UKPLab / sentence-transformers

State-of-the-Art Text Embeddings
https://www.sbert.net
Apache License 2.0
15.4k stars 2.49k forks source link

Can't start training with a SentenceLabelDataset due to error `'SentenceLabelDataset' object has no attribute 'column_names'` #3082

Open HenningDinero opened 1 day ago

HenningDinero commented 1 day ago

If I have 4 targets/clusters say, ["car", "airplane", "boat", "train"] and 1000 sentences for each class, where I want to fine-tune a model to create similar embeddings within each class.

As far as I can understand that is where the SentenceLabelDataset could be used, or when looking at https://github.com/UKPLab/sentence-transformers/issues/2920 the GroupByLabelBatchSampler, or maybe just use the "usual way" using MNRL and create anchor/positives within each class (although that would create negatives from the same class aswell, which is why I'll try the other apporaches). Currently I'm trying with SentenceLabelDataset but theres a struggle with starting the training. Please find below some (pseudo) code:

# For creating the data 
def _create_input_example(df: pd.DataFrame):
    label = df.name
    return InputExample(guid=label, texts=df["Documents"], label=label)

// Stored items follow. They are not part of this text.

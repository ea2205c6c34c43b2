//! Action registry: resolves an envelope's (object, action) pair against the
//! closed kind and verb sets and decodes the matching operation shape.
//!
//! The original wire protocol used one action struct per (kind, verb) pair;
//! here a single generic [`Payload`] wrapper plus a per-kind record decode
//! covers all twelve combinations.

use serde::Deserialize;
use serde::de::DeserializeOwned;

use crate::codec::{self, Encoding};
use crate::core::{Kind, Result, RosterError, Verb};
use crate::model::{Record, Staff, Student, Teacher};
use crate::store::Store;

/// Outer wire message: names the target kind and verb. The embedded `data`
/// payload is deliberately not decoded here; the resolved operation re-reads
/// the full payload into its own shape.
#[derive(Debug, Clone, Default, Deserialize)]
#[serde(default)]
pub struct Envelope {
    pub action: String,
    pub object: String,
}

impl Envelope {
    pub fn resolve(&self) -> Result<(Kind, Verb)> {
        let kind = self.object.parse::<Kind>()?;
        let verb = self.action.parse::<Verb>()?;
        Ok((kind, verb))
    }
}

/// Decode just the envelope fields from the raw payload.
pub fn decode_envelope(encoding: Encoding, payload: &[u8]) -> Result<Envelope> {
    codec::decode(encoding, payload).map_err(RosterError::EnvelopeDecode)
}

/// Generic operation payload: the envelope fields are skipped, `data` holds
/// either a full record or an ID reference depending on the verb. A missing
/// `data` block decodes to the zero value of the expected shape.
#[derive(Debug, Deserialize)]
struct Payload<T> {
    data: Option<T>,
}

/// ID-only `data` shape used by read and delete.
#[derive(Debug, Clone, Default, Deserialize)]
#[serde(default)]
struct TargetRef {
    id: String,
}

/// A fully decoded operation, ready to run against the store.
#[derive(Debug)]
pub enum Operation {
    Create(Record),
    Read { kind: Kind, id: String },
    Update(Record),
    Delete { kind: Kind, id: String },
}

impl Operation {
    /// The second decode: re-read the full payload into the shape the
    /// resolved (kind, verb) pair expects, in the already-sniffed encoding.
    pub fn decode(kind: Kind, verb: Verb, encoding: Encoding, payload: &[u8]) -> Result<Self> {
        match verb {
            Verb::Create => Ok(Operation::Create(decode_record(kind, encoding, payload)?)),
            Verb::Update => Ok(Operation::Update(decode_record(kind, encoding, payload)?)),
            Verb::Read => {
                let target: TargetRef = decode_data(encoding, payload)?;
                Ok(Operation::Read { kind, id: target.id })
            }
            Verb::Delete => {
                let target: TargetRef = decode_data(encoding, payload)?;
                Ok(Operation::Delete { kind, id: target.id })
            }
        }
    }

    /// Execute against the store, producing the response line.
    ///
    /// Delete is idempotent by ID: the acknowledgement is rendered whether
    /// or not a record matched.
    pub async fn apply(self, store: &Store) -> Result<String> {
        match self {
            Operation::Create(record) => {
                let kind = record.kind();
                let id = store.create(record).await;
                Ok(format!("{kind} created successfully: id {id}"))
            }
            Operation::Read { kind, id } => {
                let snapshot = store.read(kind, &id).await?;
                Ok(snapshot.to_string())
            }
            Operation::Update(record) => {
                let kind = record.kind();
                store.update(record).await?;
                Ok(format!("{kind} updated successfully"))
            }
            Operation::Delete { kind, id } => {
                store.delete(&id).await;
                Ok(format!("{kind} deleted successfully"))
            }
        }
    }
}

fn decode_record(kind: Kind, encoding: Encoding, payload: &[u8]) -> Result<Record> {
    Ok(match kind {
        Kind::Teacher => Record::Teacher(decode_data::<Teacher>(encoding, payload)?),
        Kind::Student => Record::Student(decode_data::<Student>(encoding, payload)?),
        Kind::Staff => Record::Staff(decode_data::<Staff>(encoding, payload)?),
    })
}

fn decode_data<T: DeserializeOwned + Default>(encoding: Encoding, payload: &[u8]) -> Result<T> {
    codec::decode::<Payload<T>>(encoding, payload)
        .map(|p| p.data.unwrap_or_default())
        .map_err(RosterError::PayloadDecode)
}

def get_main_data() -> tuple[Dataset, Dataset]:
    data = get_data()
    le = LabelEncoder()
    le.fit(data["TransportType"])
    data["label"] = le.transform(data["TransportType"])

    training_data = data.query("TrainTest=='TRAIN'")
    val_data = data.query("TrainTest=='VALIDATE'")

    training_examples = training_data.groupby(["label"])[["Documents"]].apply(_create_input_example)
    val_examples = val_data.groupby(["label"])[["Documents"]].apply(_create_input_example)

    train_dataset = SentenceLabelDataset(training_examples, samples_per_label=32, with_replacement=True)
    val_dataset = SentenceLabelDataset(val_examples, samples_per_label=32, with_replacement=True)

    #train_dataloader = NoDuplicatesDataLoader(train_dataset, batch_size=32) 
    #val_dataloader = NoDuplicatesDataLoader(val_dataset, batch_size=32)

    return train_dataset, val_dataset

and the training

steps = 10
train_data, val_data = get_data()
model = SentenceTransformer(
        "intfloat/multilingual-e5-small"
    )
loss = losses.MultipleNegativesRankingLoss(model, scale=20.0, similarity_fct=util.cos_sim)
training_args = SentenceTransformerTrainingArguments(
        # Required parameter:
        output_dir="./sbert_fitted/",
        # Optional training parameters:
        num_train_epochs=1,
        eval_steps=steps,
        eval_strategy="steps",
        save_strategy="steps",
        save_steps=steps,
        logging_steps=steps,
    )

    trainer = SentenceTransformerTrainer(
        model=model,
        args=training_args,
        train_dataset=train_data,
        eval_dataset=val_data,
        loss=loss,
    )
    trainer.train()

This one throws the error AttributeError: 'SentenceLabelDataset' object has no attribute 'column_names'. I have also tried using the NoDuplicatesDataLoader but that gives the error AttributeError: 'NoDuplicatesDataLoader' object has no attribute 'column_names'.

So 2 questions:

1) Is the creation of the labeled-dataset correct i.e simply by creating one InputExample for each target where the texts just are all the documents for the given target? 2) Can you see where I'm wrong with the errors

tomaarsen commented 4 hours ago

Hello!

Apologies for the confusion here! Sentence Transformers v3 refactored the training approach, and the old approach still exists (for now) so people can still use that if they prefer. What's happening here is that you're using components of the new training approach (SentenceTransformerTrainer, SentenceTransformerTrainingArguments) together with components of the old approach (SentenceLabelDataset, InputExample).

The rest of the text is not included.